By on 20 March, 2012
 
An interesting use of UAVs/drones comes courtesy of SpatialSustain this week, where they claim that BitTorrent site, The Pirate Bay, will use GPS-controlled drones in which to house their servers. The drones will float a few kilometres up in the air, thus evading law enforcement. Incredible.
 
ArcTechnica has an interesting piece on the way that LiDAR is impacting archaeology and – the normally technophobic – anthropology. The archaeologist interviewed even goes so far as to call it a paradigm, shift.
 
It’s nearly been 72 years since the 1940 US Census, and that means that the records will soon be released in full. For an idea of what the records will hold, as well as some of the uses they will be put to (the interesting bit), GIS Lounge have the skinny.
 
More and more companies are switching to Open Street Maps since Google announced that it will start charging for heavy API access.
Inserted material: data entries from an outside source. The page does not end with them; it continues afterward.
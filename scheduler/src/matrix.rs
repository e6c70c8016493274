use std::collections::{BTreeSet, HashSet};

use db::dtos::ExecutionUnit;
use uuid::Uuid;
use worker::SnapshotEntry;

/// Classification of local records against one runtime snapshot, by external id.
///
/// Every class is disjoint from the others. `matched_present`,
/// `matched_absent`, `settling`, `orphans` and `awaiting_creation` together
/// cover exactly the union of local and runtime ids; `unassigned` holds the
/// local units that have no id yet and stay out of the matching.
#[derive(Debug, Clone, Default, PartialEq, Eq)]
pub struct MatchingMatrix {
    /// Known locally and reported by the runtime.
    pub matched_present: BTreeSet<String>,
    /// Known locally, no longer reported.
    pub matched_absent: BTreeSet<String>,
    /// Assigned during this cycle, after the snapshot was taken.
    pub settling: BTreeSet<String>,
    /// Reported by the runtime with no local record.
    pub orphans: BTreeSet<String>,
    /// Reported by the runtime and labelled for a local unit whose create is
    /// still in flight.
    pub awaiting_creation: BTreeSet<String>,
    pub unassigned: BTreeSet<Uuid>,
}

impl MatchingMatrix {
    /// `fresh` lists units whose external id was assigned after the snapshot.
    /// `reserved` are ids held by records that could not be decoded.
    pub fn compute(
        units: &[&ExecutionUnit],
        entries: &[SnapshotEntry],
        fresh: &HashSet<Uuid>,
        reserved: &HashSet<String>,
    ) -> Self {
        let local: BTreeSet<String> = units
            .iter()
            .filter(|unit| unit.has_external_id())
            .map(|unit| unit.external_id.clone())
            .chain(reserved.iter().cloned())
            .collect();
        let runtime: BTreeSet<String> = entries
            .iter()
            .map(|entry| entry.external_id.clone())
            .collect();

        let fresh_ids: BTreeSet<String> = units
            .iter()
            .filter(|unit| unit.has_external_id() && fresh.contains(&unit.id))
            .map(|unit| unit.external_id.clone())
            .collect();
        let creating: HashSet<Uuid> = units
            .iter()
            .filter(|unit| !unit.has_external_id() && unit.task_in_flight())
            .map(|unit| unit.id)
            .collect();

        let matched_present: BTreeSet<String> = local.intersection(&runtime).cloned().collect();
        let missing: BTreeSet<String> = local.difference(&runtime).cloned().collect();
        let settling: BTreeSet<String> = missing.intersection(&fresh_ids).cloned().collect();
        let matched_absent: BTreeSet<String> = missing.difference(&settling).cloned().collect();

        let mut awaiting_creation = BTreeSet::new();
        let mut orphans = BTreeSet::new();
        for entry in entries.iter().filter(|entry| !local.contains(&entry.external_id)) {
            let claimed = entry
                .claimed_unit()
                .is_some_and(|unit_id| creating.contains(&unit_id));
            if claimed {
                awaiting_creation.insert(entry.external_id.clone());
            } else {
                orphans.insert(entry.external_id.clone());
            }
        }

        let unassigned = units
            .iter()
            .filter(|unit| !unit.has_external_id())
            .map(|unit| unit.id)
            .collect();

        Self {
            matched_present,
            matched_absent,
            settling,
            orphans,
            awaiting_creation,
            unassigned,
        }
    }
}

#[cfg(test)]
mod tests {
    use chrono::Utc;
    use db::dtos::{Stage, TaskRef, UnitBackend, UnitState};
    use worker::runtime::LABEL_UNIT;

    use super::*;

    fn unit(external_id: &str) -> ExecutionUnit {
        let mut unit = ExecutionUnit::new(Uuid::new_v4(), Stage::Simulate, UnitBackend::Container, Utc::now());
        unit.external_id = external_id.to_string();
        unit
    }

    fn entry(external_id: &str) -> SnapshotEntry {
        SnapshotEntry::new(external_id, UnitState::Running)
    }

    fn ids(values: &[&str]) -> BTreeSet<String> {
        values.iter().map(|value| value.to_string()).collect()
    }

    #[test]
    fn classifies_by_set_algebra() {
        let units = [unit("a"), unit("b"), unit("")];
        let refs: Vec<&ExecutionUnit> = units.iter().collect();
        let entries = [entry("b"), entry("c")];

        let matrix = MatchingMatrix::compute(&refs, &entries, &HashSet::new(), &HashSet::new());

        assert_eq!(matrix.matched_present, ids(&["b"]));
        assert_eq!(matrix.matched_absent, ids(&["a"]));
        assert_eq!(matrix.orphans, ids(&["c"]));
        assert!(matrix.awaiting_creation.is_empty());
        assert_eq!(matrix.unassigned, BTreeSet::from([units[2].id]));
    }

    #[test]
    fn classes_partition_the_union() {
        let universe = ["a", "b", "c", "d", "e"];
        // Every split of the universe into local-only, runtime-only and both.
        for mask in 0..3u32.pow(universe.len() as u32) {
            let mut local = Vec::new();
            let mut runtime = Vec::new();
            let mut rest = mask;
            for id in universe {
                match rest % 3 {
                    0 => local.push(id),
                    1 => runtime.push(id),
                    _ => {
                        local.push(id);
                        runtime.push(id);
                    }
                }
                rest /= 3;
            }

            let units: Vec<ExecutionUnit> = local.iter().map(|id| unit(id)).collect();
            let refs: Vec<&ExecutionUnit> = units.iter().collect();
            let entries: Vec<SnapshotEntry> = runtime.iter().map(|id| entry(id)).collect();
            let fresh: HashSet<Uuid> = units.iter().step_by(2).map(|unit| unit.id).collect();

            let matrix = MatchingMatrix::compute(&refs, &entries, &fresh, &HashSet::new());

            let classes = [
                &matrix.matched_present,
                &matrix.matched_absent,
                &matrix.settling,
                &matrix.orphans,
                &matrix.awaiting_creation,
            ];
            let total: usize = classes.iter().map(|class| class.len()).sum();
            let union: BTreeSet<String> = classes.iter().flat_map(|class| class.iter().cloned()).collect();
            let expected: BTreeSet<String> = local.iter().chain(&runtime).map(|id| id.to_string()).collect();

            assert_eq!(total, union.len(), "classes overlap for mask {mask}");
            assert_eq!(union, expected, "classes miss ids for mask {mask}");
        }
    }

    #[test]
    fn labelled_entry_of_an_in_flight_create_is_not_an_orphan() {
        let mut creating = unit("");
        creating.task_handle = Some(TaskRef::Dispatched(Uuid::new_v4()));
        let refs = [&creating];
        let entries = [
            entry("ctr-1").with_label(LABEL_UNIT, creating.id.to_string()),
            entry("ctr-2").with_label(LABEL_UNIT, Uuid::new_v4().to_string()),
        ];

        let matrix = MatchingMatrix::compute(&refs, &entries, &HashSet::new(), &HashSet::new());

        assert_eq!(matrix.awaiting_creation, ids(&["ctr-1"]));
        assert_eq!(matrix.orphans, ids(&["ctr-2"]));
    }

    #[test]
    fn fresh_ids_missing_from_the_snapshot_are_settling() {
        let fresh_unit = unit("ctr-7");
        let refs = [&fresh_unit];
        let fresh = HashSet::from([fresh_unit.id]);

        let matrix = MatchingMatrix::compute(&refs, &[], &fresh, &HashSet::new());

        assert_eq!(matrix.settling, ids(&["ctr-7"]));
        assert!(matrix.matched_absent.is_empty());
    }

    #[test]
    fn reserved_ids_are_never_orphans() {
        let reserved = HashSet::from(["ctr-3".to_string()]);

        let matrix = MatchingMatrix::compute(&[], &[entry("ctr-3")], &HashSet::new(), &reserved);

        assert!(matrix.orphans.is_empty());
        assert_eq!(matrix.matched_present, ids(&["ctr-3"]));
    }
}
O’Reilly Radar have an interview with the co-founder of StreetEasy – one such website that has made the switch – talking about the benefits of open data vs proprietary.
 
Speaking of ‘open’ Henri Bergius has a post pimping a collection of essays that he contributed to, entitled Open Advice. It’s a free download and the subtitle – Free and Open Source Software: what we wish we had known when we started – kinda tells you what the collection focuses on. Well worth a look for anyone interested in walking the path of FOSS.
 
I don’t really like publishing two articles from the same blog in a single week, but you may have noticed that I sometimes do. This week is one of those weeks: O’Reilly has a really interesting piece on hidden data that’s generated about us, rather than by us – and the amount of it that we give away without even knowing it. Privacy has always been an important issue in spatial science, and with more and more people generating and publishing spatial data every day – thanks to the smartphone revolution – articles like this are as relevant to us as ever.
 
Finally, if you have a website that uses Google Maps, perhaps you’d be interested in integrating Google Earth, rather than Maps. If so, the Google Earth Blog has a post outlining a tool that makes it easy to add Google Earth presentations, including Street View slideshows.